Remboursement de compte courant d’associé et délais de paiement

Le 3 juillet 2015

Le principe jurisprudentiel bien connu selon lequel « en l’absence de clauses statutaires ou de conventions contraires, un associé a, en principe, le droit de se faire rembourser à tout moment le solde créditeur de son compte courant d’associé » est, aujourd’hui, à relativiser.

Les juges du fond ont, en effet, de plus en plus tendance à prendre en considération la situation de la société avant celle de l’associé créancier, et même à défaut de réelles difficultés financières de cette dernière, en lui accordant des délais de paiement, conformément à la faculté dont ils disposent en vertu de la loi[1]. Un arrêt rendu récemment à propos d’un gérant révoqué d’une SARL de famille en est la parfaite illustration[2].

Dans cette affaire, tout en ordonnant le remboursement de sa créance de 114.705 euros, les juges ont fait droit à la demande de délai de paiement de la SARL, en lui octroyant la possibilité de rembourser sa dette en deux fois sur une période d’une année, aux motifs notamment que la créance correspondait à des salaires non pris par le créancier depuis plus de trois ans, sans qu’aucun échéancier n’ait été proposé, et que les éléments comptables de la société établissaient des difficultés à faire face à un remboursement immédiat, et ce, alors même que la société disposait de 67.406 euros en trésorerie et avait enregistré un dernier résultat net comptable de 18.010 euros.

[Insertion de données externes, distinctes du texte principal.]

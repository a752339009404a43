// src/models/mod.rs

use url::Url;

pub mod comment;
pub mod post;
pub mod reaction;
pub mod user;

/// Validates that a string is a correctly formatted absolute URL.
pub(crate) fn validate_url_string(url: &str) -> Result<(), validator::ValidationError> {
    if url.len() > 500 {
        return Err(validator::ValidationError::new("url_too_long"));
    }
    if Url::parse(url).is_err() {
        return Err(validator::ValidationError::new("invalid_url"));
    }
    Ok(())
}
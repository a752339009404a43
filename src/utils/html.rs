/// Sanitizes rich post bodies with ammonia's whitelist.
///
/// Safe formatting tags (<b>, <p>, links) survive; scripts, iframes and
/// event-handler attributes are stripped. Comments are plain text and are
/// not passed through here.
pub fn clean_html(input: &str) -> String {
    ammonia::clean(input)
}
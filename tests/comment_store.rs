// tests/comment_store.rs

use std::collections::HashSet;
use std::sync::Arc;
use std::sync::atomic::{AtomicUsize, Ordering};
use std::time::Duration;

use async_trait::async_trait;
use blog_api::models::comment::{AuthorSnapshot, Comment, CommentNode, NewComment, forest_to_json};
use blog_api::store::users::{ProfileChanges, UserStore};
use blog_api::store::{
    CollaboratorError, CommentStore, Identity, IdentityProvider, InMemoryCommentStore,
    PostRegistry, ThreadError,
};
use chrono::Utc;

/// Posts 1 and 2 exist.
struct FixedPosts;

#[async_trait]
impl PostRegistry for FixedPosts {
    async fn exists(&self, post_id: i64) -> Result<bool, CollaboratorError> {
        Ok(post_id == 1 || post_id == 2)
    }
}

/// Users 1..=3 exist.
struct FixedPeople;

#[async_trait]
impl IdentityProvider for FixedPeople {
    async fn resolve(&self, user_id: i64) -> Result<Option<Identity>, CollaboratorError> {
        Ok((1..=3).contains(&user_id).then(|| Identity {
            id: user_id,
            display_name: format!("user{user_id}"),
            avatar_url: None,
        }))
    }
}

struct SlowPosts;

#[async_trait]
impl PostRegistry for SlowPosts {
    async fn exists(&self, _post_id: i64) -> Result<bool, CollaboratorError> {
        tokio::time::sleep(Duration::from_secs(5)).await;
        Ok(true)
    }
}

/// Post 1 exists for the first lookup only, as if deleted right after.
struct VanishingPost {
    lookups: AtomicUsize,
}

#[async_trait]
impl PostRegistry for VanishingPost {
    async fn exists(&self, post_id: i64) -> Result<bool, CollaboratorError> {
        let seen = self.lookups.fetch_add(1, Ordering::SeqCst);
        Ok(post_id == 1 && seen == 0)
    }
}

struct BrokenPeople;

#[async_trait]
impl IdentityProvider for BrokenPeople {
    async fn resolve(&self, _user_id: i64) -> Result<Option<Identity>, CollaboratorError> {
        Err(CollaboratorError("connection refused".to_string()))
    }
}

fn store() -> InMemoryCommentStore {
    InMemoryCommentStore::new(
        Arc::new(FixedPosts),
        Arc::new(FixedPeople),
        Duration::from_secs(1),
    )
}

fn new_comment(post_id: i64, author_id: i64, parent_id: Option<i64>) -> NewComment {
    NewComment {
        post_id,
        author_id,
        content: "a reply".to_string(),
        parent_id,
    }
}

fn ids(nodes: &[CommentNode]) -> Vec<i64> {
    nodes.iter().map(|n| n.comment.id).collect()
}

/// Every node of the forest, paired with the id of its parent node.
fn flatten(forest: &[CommentNode]) -> Vec<(Option<i64>, &Comment)> {
    let mut out = Vec::new();
    let mut stack: Vec<(Option<i64>, &CommentNode)> = forest.iter().map(|n| (None, n)).collect();
    while let Some((parent, node)) = stack.pop() {
        out.push((parent, &node.comment));
        stack.extend(node.replies.iter().map(|r| (Some(node.comment.id), r)));
    }
    out
}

Conseil : dès lors, si vous envisagez de demander le remboursement de votre créance de compte courant d’associé, et que celle-ci est d’un montant significatif (en tout état de cause, supérieur à celui de la trésorerie disponible de la société débitrice), il est vivement recommandé de proposer, dans sa demande de remboursement, un échéancier raisonnable (sur une période de minimum 6 mois à un an), plutôt que d’exiger le remboursement total et immédiat de sa créance, au risque de s’exposer à un refus catégorique et, le cas échéant, à une procédure judiciaire longue et coûteuse.   

Emmanuel Duvilla

[1] Article 1244-1 du Code civil.

[2] CA Paris, 24 février 2015, n°13/20394.